Medical Research News South Africa

Nobel Prize in medicine for touch research

Two California scientists won the Nobel Prize in medicine for work on how the human body senses temperature through touch, which may have applications from pain management to VR.
Source: ©Danette Breitenbach Bizcommunity.com
Source: ©Danette Breitenbach Bizcommunity.com

David Julius, a professor at the University of California, San Francisco, and Ardem Patapoutian, a molecular biologist and neuroscientist at Scripps Research in La Jolla, California, will share the 10 million kronor ($1.1 million) award.
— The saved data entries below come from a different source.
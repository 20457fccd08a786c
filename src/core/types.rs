//! Core type definitions used throughout the codebase

use serde::{Deserialize, Serialize};
use std::fmt;
use uuid::Uuid;

/// Unique identifier for agents
///
/// Assigned once at creation and never reused, including across roster
/// save/load cycles (restored agents get fresh ids).
#[derive(Debug, Clone, Copy, PartialEq, Eq, Hash, Serialize, Deserialize)]
pub struct AgentId(pub Uuid);

impl AgentId {
    pub fn new() -> Self {
        Self(Uuid::new_v4())
    }
}

impl Default for AgentId {
    fn default() -> Self {
        Self::new()
    }
}

impl fmt::Display for AgentId {
    fn fmt(&self, f: &mut fmt::Formatter<'_>) -> fmt::Result {
        let simple = self.0.simple().to_string();
        write!(f, "{}", &simple[..8])
    }
}

/// Simulation tick counter
pub type Tick = u64;

/// Horizontal facing of an agent
#[derive(Debug, Clone, Copy, PartialEq, Eq, Hash, Default, Serialize, Deserialize)]
pub enum Direction {
    Left,
    #[default]
    Right,
}

impl Direction {
    /// -1.0 for left, +1.0 for right
    pub fn sign(self) -> f32 {
        match self {
            Direction::Left => -1.0,
            Direction::Right => 1.0,
        }
    }

    pub fn flipped(self) -> Self {
        match self {
            Direction::Left => Direction::Right,
            Direction::Right => Direction::Left,
        }
    }

    /// Direction of travel for a signed horizontal delta. Zero keeps `fallback`.
    pub fn from_delta(dx: f32, fallback: Direction) -> Self {
        if dx > 0.0 {
            Direction::Right
        } else if dx < 0.0 {
            Direction::Left
        } else {
            fallback
        }
    }
}

/// 2D position
#[derive(Debug, Clone, Copy, Default, PartialEq, Serialize, Deserialize)]
pub struct Vec2 {
    pub x: f32,
    pub y: f32,
}

impl Vec2 {
    pub fn new(x: f32, y: f32) -> Self {
        Self { x, y }
    }
}

/// User-selectable movement speed tier
#[derive(Debug, Clone, Copy, PartialEq, Eq, Hash, Default, Serialize, Deserialize)]
#[repr(u8)]
pub enum SpeedSetting {
    VerySlow = 0,
    Slow = 1,
    #[default]
    Normal = 2,
    Fast = 3,
    VeryFast = 4,
}

impl SpeedSetting {
    pub const ALL: [SpeedSetting; 5] = [
        SpeedSetting::VerySlow,
        SpeedSetting::Slow,
        SpeedSetting::Normal,
        SpeedSetting::Fast,
        SpeedSetting::VeryFast,
    ];

    /// Multiplier applied on top of the base speed for a state
    pub fn multiplier(self) -> f32 {
        match self {
            SpeedSetting::VerySlow => 0.5,
            SpeedSetting::Slow => 0.75,
            SpeedSetting::Normal => 1.0,
            SpeedSetting::Fast => 1.5,
            SpeedSetting::VeryFast => 2.0,
        }
    }
}
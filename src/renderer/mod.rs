//! Frame rendering for agents.
//!
//! The simulation never draws anything itself. It asks an `ArtworkRenderer`
//! for frames by key and keeps the results in a bounded `FrameCache`.

pub mod animation;
pub mod artwork;
pub mod cache;

pub use animation::FrameCursor;
pub use artwork::{ArtworkRenderer, FrameKey, SilhouetteRenderer};
pub use cache::{CacheStats, FrameCache, FrameImage};
//! Frame cursor for agent animation.

/// Cursor into the current state's frame cycle.
///
/// All behavior states loop, so the cursor always wraps instead of
/// finishing.
#[derive(Clone, Debug, Default, PartialEq)]
pub struct FrameCursor {
    /// Current frame within the cycle.
    pub frame: u32,
    /// Time accumulator for frame advancement.
    pub frame_timer: f32,
}

impl FrameCursor {
    pub fn new() -> Self {
        Self::default()
    }

    /// Advance by `dt`, returns true if the frame changed.
    ///
    /// A frame count of zero is treated as a single still frame. If the
    /// cursor is out of range for `frame_count` (the state changed under it)
    /// it snaps back to the first frame.
    pub fn advance(&mut self, dt: f32, frame_count: u32, frame_duration: f32) -> bool {
        let frame_count = frame_count.max(1);
        let mut changed = false;

        if self.frame >= frame_count {
            self.frame = 0;
            self.frame_timer = 0.0;
            changed = true;
        }

        if frame_duration <= 0.0 || frame_count == 1 {
            return changed;
        }

        self.frame_timer += dt;
        while self.frame_timer >= frame_duration {
            self.frame_timer -= frame_duration;
            self.frame = (self.frame + 1) % frame_count;
            changed = true;
        }
        changed
    }

    /// Restart the cycle, used on state entry.
    pub fn reset(&mut self) {
        self.frame = 0;
        self.frame_timer = 0.0;
    }
}
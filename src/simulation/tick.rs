//! Tick scheduler - orchestrates simulation updates
//!
//! One call to `Scheduler::tick` advances everything by `dt` seconds in a fixed
//! order:
//! deferred actions -> ball physics -> per-agent update -> ball bookkeeping
//! -> proximity greeting -> autonomous throw -> counters
//!
//! Agents are updated sequentially over a snapshot of the registry. Each
//! update runs under `catch_unwind`, so one misbehaving agent is logged and
//! reset instead of taking the tick down.
//!
//! Lock order is tick state, then registry, then individual agents. Commands
//! follow the same order.

use std::any::Any;
use std::panic::{self, AssertUnwindSafe};
use std::sync::{Arc, Mutex, MutexGuard};

use rand::seq::SliceRandom;
use rand::{Rng, SeedableRng};
use rand_chacha::ChaCha8Rng;

use crate::core::config::SimulationConfig;
use crate::core::error::{CritterError, Result};
use crate::core::types::{AgentId, SpeedSetting, Tick};
use crate::entity::agent::Agent;
use crate::entity::behavior::{
    roll_random_behavior, update_behavior, BehaviorState, RandomBehaviorKind,
};
use crate::entity::species::{ColorVariant, Species};
use crate::persistence::roster::RosterEntry;
use crate::renderer::artwork::{ArtworkRenderer, FrameKey, MAX_RENDER_SIZE};
use crate::renderer::cache::FrameCache;
use crate::simulation::ball::{
    can_fetch, chase_step, select_chaser, Ball, BallState, ChaseCandidate,
};
use crate::simulation::deferred::{DeferredAction, DeferredQueue};
use crate::simulation::events::{AgentEvent, SimulationEvent};
use crate::simulation::movement::update_movement;
use crate::simulation::proximity::{ProximityDetector, ProximitySample};
use crate::simulation::registry::{lock_agent, AgentRegistry, SharedAgent};

const GREETINGS: [&str; 5] = ["Hi!", "Hello!", "Hey there!", "Oh, hi!", "Yo!"];
const CHEERS: [&str; 3] = ["Yay!", "Woohoo!", "Nice!"];
const CONSOLATIONS: [&str; 3] = ["Oh no...", "Aww...", "Next time!"];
The scientists identified critical missing links that help understand the interplay between our senses and the environment, according to the Royal Swedish Academy of Sciences.

The knowledge is being used to develop treatments for a range of health conditions including chronic pain. It could also help make VR into a tactile experience.

A secret of nature

Julius used a compound from chili peppers that induces a burning sensation to identify a sensor in the skin’s nerve endings that responds to heat. Patapoutian used pressure-sensitive cells to discover a new class of sensors that respond to mechanical stimuli in the skin and internal organs.

“This really unlocks one of the secrets of nature,” says Thomas Perlmann, the secretary-general for the Nobel Assembly. “It’s a very important and profound discovery.”

Annual prizes for achievements in physics, chemistry, medicine, peace and literature were established in the will of Alfred Nobel, the Swedish inventor of dynamite, who died in 1896.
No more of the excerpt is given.